We have Asterisk 14.4.1 and 10 Grandstream GXP1628 phones with latest firmware (1.0.4.100), all phones are behind NAT and connect to server via public internet.

5 phones work without problems, they are connected via provider X.
Other phones are using other (different) providers, and they go into unreachable state about 20 times per day. It can last between 5 minutes to 5 hours before they become reachable again.

All phones have in their settings active NAT: Keep-alive and NAT send Options every 15 seconds. Asterisk also has qualify set to 15 seconds.

How can I debug the reason for going offline, and how can I solve the issue?

10x

Unreachable means that we sent a SIP OPTIONS and did not receive a response. Capturing traffic for a period of time and then examining things could narrow things down, specifically if Asterisk sent the OPTIONS then it would be the remote NAT or the Grandstream itself.

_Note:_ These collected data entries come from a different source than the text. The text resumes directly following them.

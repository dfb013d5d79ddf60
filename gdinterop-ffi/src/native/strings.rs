/*
 * Copyright (c) godot-rust; Bromeon and contributors.
 * This Source Code Form is subject to the terms of the Mozilla Public
 * License, v. 2.0. If a copy of the MPL was not distributed with this
 * file, You can obtain one at https://mozilla.org/MPL/2.0/.
 */

use std::ffi::c_char;

use crate as sys;
use crate::bind_cache::{BindCell, PtrConstructor};
use crate::native::{NativeValue, builtin_method, call_builtin_int, impl_native_value};
use crate::{VariantType, interface_fn, lifecycle};

/// Engine `String`: refcounted, copy-on-write UTF-32 buffer.
#[repr(transparent)]
pub struct NativeString {
    opaque: sys::types::OpaqueString,
}

impl_native_value!(NativeString, OpaqueString, String);

impl NativeString {
    /// Creates a new engine string holding a deep copy of `s`.
    pub fn from_str(s: &str) -> Self {
        let string_new = interface_fn!(string_new_with_utf8_chars_and_len);

        // SAFETY: the engine copies `s` into fresh storage.
        unsafe {
            Self::new_with_init(|dst| {
                string_new(
                    dst as sys::GDExtensionUninitializedStringPtr,
                    s.as_ptr() as *const c_char,
                    sys::conv::usize_to_int(s.len()),
                )
            })
        }
    }

    /// Copies the contents into a Rust string.
    pub fn to_rust_string(&self) -> String {
        let to_utf8 = interface_fn!(string_to_utf8_chars);
        let self_ptr = self.sys_const() as sys::GDExtensionConstStringPtr;

        // SAFETY: first call only queries the length; second call writes at most `len` bytes.
        unsafe {
            let len = to_utf8(self_ptr, std::ptr::null_mut(), 0);
            let len = usize::try_from(len).unwrap_or(0);
            if len == 0 {
                return String::new();
            }

            let mut buf = vec![0u8; len];
            to_utf8(self_ptr, buf.as_mut_ptr() as *mut c_char, sys::conv::usize_to_int(len));

            String::from_utf8(buf).unwrap_or_else(|e| String::from_utf8_lossy(e.as_bytes()).into_owned())
        }
    }

    /// Number of characters (code points).
    pub fn len(&self) -> usize {
        let method = builtin_method!(String, "length", 3173160232);

        // SAFETY: `length()` takes no arguments and returns `int`.
        let len = unsafe { call_builtin_int(method, self.sys()) };
        len as usize
    }

    pub fn is_empty(&self) -> bool {
        self.len() == 0
    }

    pub fn from_string_name(name: &NativeStringName) -> Self {
        static CTOR: BindCell<PtrConstructor> = BindCell::new();
        let args = [name.sys_const()];

        // SAFETY: constructor 2 of String takes one StringName.
        unsafe {
            Self::new_with_init(|dst| {
                lifecycle::construct_with(&CTOR, VariantType::String, 2, dst, &args)
            })
        }
    }

    pub fn from_node_path(path: &NativeNodePath) -> Self {
        static CTOR: BindCell<PtrConstructor> = BindCell::new();
        let args = [path.sys_const()];

        // SAFETY: constructor 3 of String takes one NodePath.
        unsafe {
            Self::new_with_init(|dst| {
                lifecycle::construct_with(&CTOR, VariantType::String, 3, dst, &args)
            })
        }
    }
}

// ----------------------------------------------------------------------------------------------------------------------------------------------

/// Engine `StringName`: interned string; equal names share one pointer.
#[repr(transparent)]
pub struct NativeStringName {
    opaque: sys::types::OpaqueStringName,
}

impl_native_value!(NativeStringName, OpaqueStringName, StringName);

impl NativeStringName {
    pub fn from_str(s: &str) -> Self {
        let string_name_new = interface_fn!(string_name_new_with_utf8_chars_and_len);

        // SAFETY: the engine interns a copy of `s`.
        unsafe {
            Self::new_with_init(|dst| {
                string_name_new(
                    dst as sys::GDExtensionUninitializedStringNamePtr,
                    s.as_ptr() as *const c_char,
                    sys::conv::usize_to_int(s.len()),
                )
            })
        }
    }

    pub fn from_string(string: &NativeString) -> Self {
        static CTOR: BindCell<PtrConstructor> = BindCell::new();
        let args = [string.sys_const()];

        // SAFETY: constructor 2 of StringName takes one String.
        unsafe {
            Self::new_with_init(|dst| {
                lifecycle::construct_with(&CTOR, VariantType::StringName, 2, dst, &args)
            })
        }
    }

    pub fn to_rust_string(&self) -> String {
        with_temp_string(NativeString::from_string_name(self), |s| s.to_rust_string())
    }

    pub fn string_name_sys(&self) -> sys::GDExtensionConstStringNamePtr {
        self.sys_const() as sys::GDExtensionConstStringNamePtr
    }
}

// ----------------------------------------------------------------------------------------------------------------------------------------------

/// Engine `NodePath`: pre-parsed path of names and subnames.
#[repr(transparent)]
pub struct NativeNodePath {
    opaque: sys::types::OpaqueNodePath,
}

impl_native_value!(NativeNodePath, OpaqueNodePath, NodePath);

impl NativeNodePath {
    pub fn from_string(string: &NativeString) -> Self {
        static CTOR: BindCell<PtrConstructor> = BindCell::new();
        let args = [string.sys_const()];

        // SAFETY: constructor 2 of NodePath takes one String.
        unsafe {
            Self::new_with_init(|dst| {
                lifecycle::construct_with(&CTOR, VariantType::NodePath, 2, dst, &args)
            })
        }
    }

    pub fn from_str(s: &str) -> Self {
        with_temp_string(NativeString::from_str(s), Self::from_string)
    }

    pub fn to_rust_string(&self) -> String {
        with_temp_string(NativeString::from_node_path(self), |s| s.to_rust_string())
    }
}

// ----------------------------------------------------------------------------------------------------------------------------------------------

/// Short-lived `StringName`, destroyed on drop. Used for symbol lookups.
pub struct ScratchStringName {
    inner: NativeStringName,
}

impl ScratchStringName {
    pub fn new(s: &str) -> Self {
        Self {
            inner: NativeStringName::from_str(s),
        }
    }

    pub fn as_const_ptr(&self) -> sys::GDExtensionConstStringNamePtr {
        self.inner.string_name_sys()
    }

    pub fn native(&self) -> &NativeStringName {
        &self.inner
    }
}

impl Drop for ScratchStringName {
    fn drop(&mut self) {
        // SAFETY: constructed in `new()`, destroyed exactly once here.
        unsafe { self.inner.destroy() };
    }
}

fn with_temp_string<R>(mut temp: NativeString, f: impl FnOnce(&NativeString) -> R) -> R {
    let result = f(&temp);

    // SAFETY: `temp` is owned here and not used afterwards.
    unsafe { temp.destroy() };
    result
}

That’s correct, I haven’t used wireshark, but from sip debug peer I can see no response from phone. Also I stop getting keep-alive packets from phone.

This same phone, when moved to the other NAT network, works OK. Switching Grandstream phones from Digium phones, also doesn’t resolve the problem. It looks like provider’s router clears NAT routing table and the phone doesn’t/cannot try to reregister when not getting keep-alive responses.

These are the settings on the phones I am using:
OPTIONS Keep Alive Interval - Specifies the frequency (in second) in which the phone will send the Keep Alive message to the server.
OPTIONS Keep Alive Max Lost - Specifies the maximum number of allowed lost packet before the phone will
refresh its registration.

But it doesn’t during the unreachable period, internet on the phone’s network work OK.

If you’ve got Digium phones, you’ll want to turn on the udp_ka_interval option. By default, it’s set to 0, off. You set it for the number of seconds at which you’d like the phone to send a CRLF SIP packet to its registered server. That should assist in keeping the NAT hole open.

e.g.

<?xml version="1.0" ?>
<config>
    <setting id="udp_ka_interval" value="60"/>
</config>

Note that there are several devices on the market that close the hole earlier than 60 seconds, e.g. Adtran. You might need to bring it down to 30 seconds or less. You’ll have to experiment.